Statements made "without prejudice" - when are admissions protected?

by Victor Lau

All parties should be careful when using the description "without prejudice", particularly when dealing with security of payment claims and schedules.

It is common for parties who are endeavouring to settle their disputes to state that documents and statements are made "without prejudice" and are therefore privileged. If correctly subject to "without prejudice" privilege, this means that the statements cannot be put in evidence without the joint consent of the parties. Will this always be the case?

This article looks at when admissions are protected and provides some practical tips to consider in the context of both the Building and Construction Industry Security of Payment Act 1999 (NSW) and mediation, which are two processes that are often used to resolve construction disputes.
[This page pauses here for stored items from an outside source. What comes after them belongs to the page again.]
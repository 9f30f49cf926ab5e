//! Input validation utilities

use regex::Regex;
use std::sync::OnceLock;

/// Validate email
pub fn validate_email(email: &str) -> Result<(), String> {
    if email.is_empty() {
        return Err("Email is required".to_string());
    }

    if email.len() > 254 {
        return Err("Email must be at most 254 characters long".to_string());
    }

    static EMAIL_REGEX: OnceLock<Regex> = OnceLock::new();
    let regex = EMAIL_REGEX.get_or_init(|| {
        Regex::new(r"^[a-zA-Z0-9._%+-]+@[a-zA-Z0-9.-]+\.[a-zA-Z]{2,}$")
            .expect("Failed to compile email regex")
    });

    if !regex.is_match(email) {
        return Err("Invalid email format".to_string());
    }

    Ok(())
}

/// Validate password
pub fn validate_password(password: &str) -> Result<(), String> {
    if password.is_empty() {
        return Err("Password is required".to_string());
    }

    if password.len() < 6 {
        return Err("Password must be at least 6 characters long".to_string());
    }

    if password.len() > 128 {
        return Err("Password must be at most 128 characters long".to_string());
    }

    Ok(())
}

/// Validate username
pub fn validate_username(username: &str) -> Result<(), String> {
    if username.is_empty() {
        return Err("Username is required".to_string());
    }

    if username.len() < 3 {
        return Err("Username must be at least 3 characters long".to_string());
    }

    if username.len() > 30 {
        return Err("Username must be at most 30 characters long".to_string());
    }

    static USERNAME_REGEX: OnceLock<Regex> = OnceLock::new();
    let regex = USERNAME_REGEX
        .get_or_init(|| Regex::new(r"^[a-zA-Z0-9_]+$").expect("Failed to compile username regex"));

    if !regex.is_match(username) {
        return Err("Username can only contain letters, numbers, and underscores".to_string());
    }

    Ok(())
}

/// Validate a person name (first or last)
pub fn validate_name(name: &str, field: &str) -> Result<(), String> {
    let name = name.trim();

    if name.is_empty() {
        return Err(format!("{} is required", field));
    }

    if name.chars().count() > 50 {
        return Err(format!("{} must be at most 50 characters long", field));
    }

    Ok(())
}

/// Validate phone number
pub fn validate_phone_number(phone: &str) -> Result<(), String> {
    if phone.is_empty() {
        return Err("Phone number is required".to_string());
    }

    static PHONE_REGEX: OnceLock<Regex> = OnceLock::new();
    let regex = PHONE_REGEX.get_or_init(|| {
        Regex::new(r"^\+?[0-9\s\-()]{7,20}$").expect("Failed to compile phone regex")
    });

    if !regex.is_match(phone) {
        return Err("Invalid phone number format".to_string());
    }

    Ok(())
}

/// Validate bounded free-text content
pub fn validate_content(content: &str, field: &str, max_len: usize) -> Result<(), String> {
    if content.trim().is_empty() {
        return Err(format!("{} cannot be empty", field));
    }

    // Limits are in characters, so multi-byte text is not penalized
    if content.chars().count() > max_len {
        return Err(format!(
            "{} cannot exceed {} characters",
            field, max_len
        ));
    }

    Ok(())
}

#[cfg(test)]
mod tests {
    use super::*;

    #[test]
    fn test_validate_email() {
        assert!(validate_email("alice@example.com").is_ok());
        assert!(validate_email("a.b+tag@sub.example.co").is_ok());
        assert!(validate_email("").is_err());
        assert!(validate_email("not-an-email").is_err());
        assert!(validate_email("missing@tld").is_err());
    }

    #[test]
    fn test_validate_password() {
        assert!(validate_password("secret1").is_ok());
        assert!(validate_password("short").is_err());
        assert!(validate_password("").is_err());
    }

    #[test]
    fn test_validate_username() {
        assert!(validate_username("alice_01").is_ok());
        assert!(validate_username("ab").is_err());
        assert!(validate_username("has space").is_err());
        assert!(validate_username("dash-ed").is_err());
    }

    #[test]
    fn test_validate_phone_number() {
        assert!(validate_phone_number("+1 (555) 123-4567").is_ok());
        assert!(validate_phone_number("5551234567").is_ok());
        assert!(validate_phone_number("abc").is_err());
        assert!(validate_phone_number("").is_err());
    }

    #[test]
    fn test_validate_content_length() {
        assert!(validate_content("hello", "Post content", 10).is_ok());
        assert!(validate_content("   ", "Post content", 10).is_err());
        assert!(validate_content("toolongvalue", "Post content", 5).is_err());
    }

    #[test]
    fn test_validate_content_counts_characters_not_bytes() {
        // five multi-byte characters, fifteen bytes
        assert!(validate_content("こんにちは", "Comment", 5).is_ok());
        assert!(validate_content("こんにちは!", "Comment", 5).is_err());
    }
}
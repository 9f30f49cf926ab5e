//! Application state shared across handlers

use std::sync::Arc;

use sqlx::PgPool;

use crate::{
    jwt::JwtService,
    realtime::presence::ConnectionRegistry,
    repositories::{
        FollowRepository, LoanRepository, MessageRepository, PostRepository, SavingsRepository,
        UserRepository,
    },
};

/// Application state shared across handlers
#[derive(Clone)]
pub struct AppState {
    pub db_pool: PgPool,
    pub jwt_service: JwtService,
    pub registry: Arc<dyn ConnectionRegistry>,
    pub user_repository: UserRepository,
    pub follow_repository: FollowRepository,
    pub post_repository: PostRepository,
    pub message_repository: MessageRepository,
    pub loan_repository: LoanRepository,
    pub savings_repository: SavingsRepository,
}
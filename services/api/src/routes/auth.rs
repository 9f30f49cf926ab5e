//! Registration, login, and token refresh

use argon2::{Argon2, PasswordHash, PasswordHasher, PasswordVerifier, password_hash::SaltString};
use axum::{
    Json, Router,
    extract::State,
    http::StatusCode,
    response::IntoResponse,
    routing::post,
};
use serde::Deserialize;
use serde_json::json;
use tracing::{error, info};
use uuid::Uuid;

use crate::{
    error::ApiError,
    models::user::{LoginRequest, NewUser, Profile, RegisterRequest},
    state::AppState,
    validation,
};

pub fn router() -> Router<AppState> {
    Router::new()
        .route("/register", post(register))
        .route("/login", post(login))
        .route("/refresh", post(refresh))
}

/// Register a new account with email and password
pub async fn register(
    State(state): State<AppState>,
    Json(payload): Json<RegisterRequest>,
) -> Result<impl IntoResponse, ApiError> {
    let email = payload.email.trim().to_lowercase();

    let mut errors = Vec::new();
    if let Err(e) = validation::validate_email(&email) {
        errors.push(e);
    }
    if let Err(e) = validation::validate_password(&payload.password) {
        errors.push(e);
    }
    if let Err(e) = validation::validate_name(&payload.first_name, "First name") {
        errors.push(e);
    }
    if let Err(e) = validation::validate_name(&payload.last_name, "Last name") {
        errors.push(e);
    }
    if let Some(phone) = payload.phone_number.as_deref()
        && let Err(e) = validation::validate_phone_number(phone)
    {
        errors.push(e);
    }
    if !errors.is_empty() {
        return Err(ApiError::Validation(errors));
    }

    if state
        .user_repository
        .find_by_email(&email)
        .await
        .map_err(internal)?
        .is_some()
    {
        return Err(ApiError::BadRequest(
            "An account with this email already exists".to_string(),
        ));
    }

    let password_hash = hash_password(&payload.password)?;
    let profile = Profile {
        first_name: payload.first_name.trim().to_string(),
        last_name: payload.last_name.trim().to_string(),
        phone_number: payload.phone_number.map(|p| p.trim().to_string()),
        ..Profile::default()
    };

    let new_user = NewUser {
        // Local accounts use a synthetic auth subject
        auth_id: format!("local:{}", Uuid::new_v4()),
        email: email.clone(),
        password_hash: Some(password_hash),
        profile,
    };

    let user = state
        .user_repository
        .create(&new_user)
        .await
        .map_err(internal)?;

    state
        .user_repository
        .record_login(user.id)
        .await
        .map_err(internal)?;

    let tokens = state
        .jwt_service
        .generate_token_pair(user.id, &user.email)
        .map_err(internal)?;

    info!("Registered new user {}", user.id);

    Ok((
        StatusCode::CREATED,
        Json(json!({
            "success": true,
            "user": user,
            "tokens": tokens
        })),
    ))
}

/// Log in with email and password
pub async fn login(
    State(state): State<AppState>,
    Json(payload): Json<LoginRequest>,
) -> Result<impl IntoResponse, ApiError> {
    let email = payload.email.trim().to_lowercase();

    let user = state
        .user_repository
        .find_by_email(&email)
        .await
        .map_err(internal)?
        .ok_or_else(|| ApiError::NotFound("No account found with this email".to_string()))?;

    if !user.is_active {
        return Err(ApiError::Unauthorized);
    }

    let Some(hash) = user.password_hash.as_deref() else {
        return Err(ApiError::Unauthorized);
    };
    if !verify_password(&payload.password, hash)? {
        return Err(ApiError::Unauthorized);
    }

    state
        .user_repository
        .record_login(user.id)
        .await
        .map_err(internal)?;

    let tokens = state
        .jwt_service
        .generate_token_pair(user.id, &user.email)
        .map_err(internal)?;

    Ok(Json(json!({
        "success": true,
        "user": user,
        "tokens": tokens
    })))
}

#[derive(Debug, Deserialize)]
pub struct RefreshRequest {
    pub refresh_token: String,
}

/// Exchange a refresh token for a new token pair
pub async fn refresh(
    State(state): State<AppState>,
    Json(payload): Json<RefreshRequest>,
) -> Result<impl IntoResponse, ApiError> {
    let tokens = state
        .jwt_service
        .refresh_token_pair(&payload.refresh_token)
        .map_err(|_| ApiError::Unauthorized)?;

    // The account may have been deactivated since the token was issued
    let claims = state
        .jwt_service
        .validate_token(&tokens.access_token)
        .map_err(|_| ApiError::Unauthorized)?;
    state
        .user_repository
        .find_active_by_id(claims.sub)
        .await
        .map_err(internal)?
        .ok_or(ApiError::Unauthorized)?;

    Ok(Json(json!({
        "success": true,
        "tokens": tokens
    })))
}

fn hash_password(password: &str) -> Result<String, ApiError> {
    let salt = SaltString::generate(&mut rand::thread_rng());
    let argon2 = Argon2::default();
    argon2
        .hash_password(password.as_bytes(), &salt)
        .map(|hash| hash.to_string())
        .map_err(|e| {
            error!("Failed to hash password: {}", e);
            ApiError::InternalServerError
        })
}

fn verify_password(password: &str, hash: &str) -> Result<bool, ApiError> {
    let parsed_hash = PasswordHash::new(hash).map_err(|e| {
        error!("Failed to parse password hash: {}", e);
        ApiError::InternalServerError
    })?;

    let argon2 = Argon2::default();
    Ok(argon2
        .verify_password(password.as_bytes(), &parsed_hash)
        .is_ok())
}

fn internal(e: anyhow::Error) -> ApiError {
    error!("Auth operation failed: {}", e);
    ApiError::InternalServerError
}
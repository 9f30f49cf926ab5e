//! Direct message model

use chrono::{DateTime, Utc};
use serde::{Deserialize, Serialize};
use uuid::Uuid;

use crate::models::user::UserSummary;

pub const MAX_MESSAGE_LENGTH: usize = 1000;

/// Direct message between two users
#[derive(Debug, Clone, Serialize, Deserialize)]
pub struct Message {
    pub id: Uuid,
    pub sender_id: Uuid,
    pub recipient_id: Uuid,
    pub content: String,
    pub read: bool,
    pub read_at: Option<DateTime<Utc>>,
    pub message_type: MessageType,
    pub attachment_url: Option<String>,
    pub is_active: bool,
    pub created_at: DateTime<Utc>,
    pub updated_at: DateTime<Utc>,
}

/// Message payload type
#[derive(Debug, Clone, Copy, Default, PartialEq, Eq, Serialize, Deserialize)]
#[serde(rename_all = "snake_case")]
pub enum MessageType {
    #[default]
    Text,
    Image,
    File,
}

impl MessageType {
    pub fn as_str(&self) -> &'static str {
        match self {
            MessageType::Text => "text",
            MessageType::Image => "image",
            MessageType::File => "file",
        }
    }
}

impl std::str::FromStr for MessageType {
    type Err = String;

    fn from_str(s: &str) -> Result<Self, Self::Err> {
        match s {
            "text" => Ok(MessageType::Text),
            "image" => Ok(MessageType::Image),
            "file" => Ok(MessageType::File),
            other => Err(format!("unknown message type: {}", other)),
        }
    }
}

/// New message to persist
#[derive(Debug, Clone)]
pub struct NewMessage {
    pub sender_id: Uuid,
    pub recipient_id: Uuid,
    pub content: String,
    pub message_type: MessageType,
    pub attachment_url: Option<String>,
}

/// Request to send a message over the REST surface
#[derive(Debug, Deserialize)]
pub struct SendMessageRequest {
    pub recipient: Uuid,
    pub content: String,
    #[serde(default)]
    pub message_type: MessageType,
    #[serde(default)]
    pub attachment_url: Option<String>,
}

/// Latest message exchanged with a contact, plus the unread count
#[derive(Debug, Clone, Serialize)]
pub struct ConversationSummary {
    pub other_user: UserSummary,
    pub last_message: Message,
    pub unread_count: i64,
}

#[cfg(test)]
mod tests {
    use super::*;

    #[test]
    fn test_message_type_round_trips_through_text() {
        for t in [MessageType::Text, MessageType::Image, MessageType::File] {
            assert_eq!(t.as_str().parse::<MessageType>().unwrap(), t);
        }
        assert!("video".parse::<MessageType>().is_err());
    }

    #[test]
    fn test_send_request_defaults_to_text() {
        let req: SendMessageRequest = serde_json::from_str(&format!(
            r#"{{"recipient":"{}","content":"hi"}}"#,
            Uuid::new_v4()
        ))
        .unwrap();
        assert_eq!(req.message_type, MessageType::Text);
        assert!(req.attachment_url.is_none());
    }
}
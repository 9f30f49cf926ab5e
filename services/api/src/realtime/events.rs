//! Wire format for the realtime messaging channel
//!
//! Every frame is a JSON object with an `event` discriminator and a
//! `data` payload, in both directions.

use chrono::{DateTime, Utc};
use serde::{Deserialize, Serialize};
use uuid::Uuid;

use crate::models::message::{Message, MessageType};
use crate::models::user::UserSummary;

/// Events sent by clients
#[derive(Debug, Clone, Deserialize)]
#[serde(tag = "event", content = "data", rename_all = "snake_case")]
pub enum ClientEvent {
    /// Present a bearer token; required before any other event
    Authenticate { token: String },
    /// Send a direct message to another user
    SendMessage {
        recipient_id: Uuid,
        content: String,
        #[serde(default)]
        message_type: Option<MessageType>,
        #[serde(default)]
        attachment_url: Option<String>,
    },
    /// Mark a single message, or a whole conversation, as read
    MarkRead {
        #[serde(default)]
        message_id: Option<Uuid>,
        #[serde(default)]
        conversation_user_id: Option<Uuid>,
    },
    TypingStart { recipient_id: Uuid },
    TypingStop { recipient_id: Uuid },
    /// Conversation rooms are a client-side grouping; the relay targets
    /// users directly, so these are acknowledged without side effects.
    JoinConversation { conversation_id: String },
    LeaveConversation { conversation_id: String },
}

/// Events sent by the server
#[derive(Debug, Clone, Serialize)]
#[serde(tag = "event", content = "data", rename_all = "snake_case")]
pub enum ServerEvent {
    Authenticated {
        user_id: Uuid,
        message: String,
    },
    AuthenticationError {
        message: String,
    },
    /// Delivered to the recipient of a new message
    NewMessage {
        message: Message,
    },
    /// Delivery confirmation to the sender
    MessageSent {
        message: Message,
    },
    MessagesMarkedRead {
        message_id: Option<Uuid>,
        conversation_user_id: Option<Uuid>,
    },
    UserTyping {
        user_id: Uuid,
        user: UserSummary,
    },
    UserStoppedTyping {
        user_id: Uuid,
    },
    /// Targeted push for a message delivered through the REST API
    Notification {
        message: Message,
    },
    /// Broadcast to every connected client on presence changes
    UserStatusChange {
        user_id: Uuid,
        status: PresenceStatus,
        timestamp: DateTime<Utc>,
    },
    Error {
        message: String,
    },
}

/// Online/offline presence marker
#[derive(Debug, Clone, Copy, PartialEq, Eq, Serialize, Deserialize)]
#[serde(rename_all = "snake_case")]
pub enum PresenceStatus {
    Online,
    Offline,
}

#[cfg(test)]
mod tests {
    use super::*;

    #[test]
    fn test_client_event_deserializes_tagged_frames() {
        let frame = r#"{"event":"authenticate","data":{"token":"abc"}}"#;
        let event: ClientEvent = serde_json::from_str(frame).unwrap();
        assert!(matches!(event, ClientEvent::Authenticate { token } if token == "abc"));

        let recipient = Uuid::new_v4();
        let frame = format!(
            r#"{{"event":"send_message","data":{{"recipient_id":"{}","content":"hi"}}}}"#,
            recipient
        );
        let event: ClientEvent = serde_json::from_str(&frame).unwrap();
        match event {
            ClientEvent::SendMessage {
                recipient_id,
                content,
                message_type,
                attachment_url,
            } => {
                assert_eq!(recipient_id, recipient);
                assert_eq!(content, "hi");
                assert!(message_type.is_none());
                assert!(attachment_url.is_none());
            }
            other => panic!("unexpected event: {:?}", other),
        }
    }

    #[test]
    fn test_server_event_serializes_tagged_frames() {
        let user_id = Uuid::new_v4();
        let event = ServerEvent::UserStatusChange {
            user_id,
            status: PresenceStatus::Online,
            timestamp: Utc::now(),
        };

        let value = serde_json::to_value(&event).unwrap();
        assert_eq!(value["event"], "user_status_change");
        assert_eq!(value["data"]["status"], "online");
        assert_eq!(value["data"]["user_id"], user_id.to_string());
    }

    #[test]
    fn test_unknown_event_is_rejected() {
        let frame = r#"{"event":"self_destruct","data":{}}"#;
        assert!(serde_json::from_str::<ClientEvent>(frame).is_err());
    }
}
What is without prejudice privilege?

The "without prejudice" privilege under the common law means that any admissions made by parties genuinely negotiating the settlement of an existing dispute are privileged and will be protected from disclosure to a court at a later date. Most Australian jurisdictions have supplemented the common law position with a legislative provision, for example section 131(1) of the Evidence Act 1995 (NSW).

The privilege exists to encourage parties to settle their disputes and allows parties to freely explore settlement options for their disputes without fear that any admissions made in the negotiation process will be tendered against them in court at a later date.

The "without prejudice" privilege belongs to all parties and can only be waived with the consent of all parties. In this respect, the "without prejudice" privilege differs from legal professional privilege which belongs solely to the person obtaining the benefit of the privilege.

It is also important to note that merely marking a document "without prejudice" does not automatically mean that the document is privileged, as the test is one of substance not form. The existence of the privilege is inferred from the intention of the parties and from the nature of the communication. This runs contrary to the view held by many people that the mere marking of a document as "without prejudice" is enough. There are also various exceptions to the application of the privilege both under common law and the Evidence Act which include:

  • evidence that tends to contradict or to qualify evidence that has already been admitted about the course of an attempt to settle the dispute (section 131(2)(e));
  • if the evidence is likely to mislead the court unless evidence of the communication or document is adduced to contradict or to qualify that evidence (section 131(2)(g));
  • if the communication or document is relevant to determining liability for costs (section 131(2)(h)); and
  • if the communication or document affects a right of a person (section 131(2)(i)).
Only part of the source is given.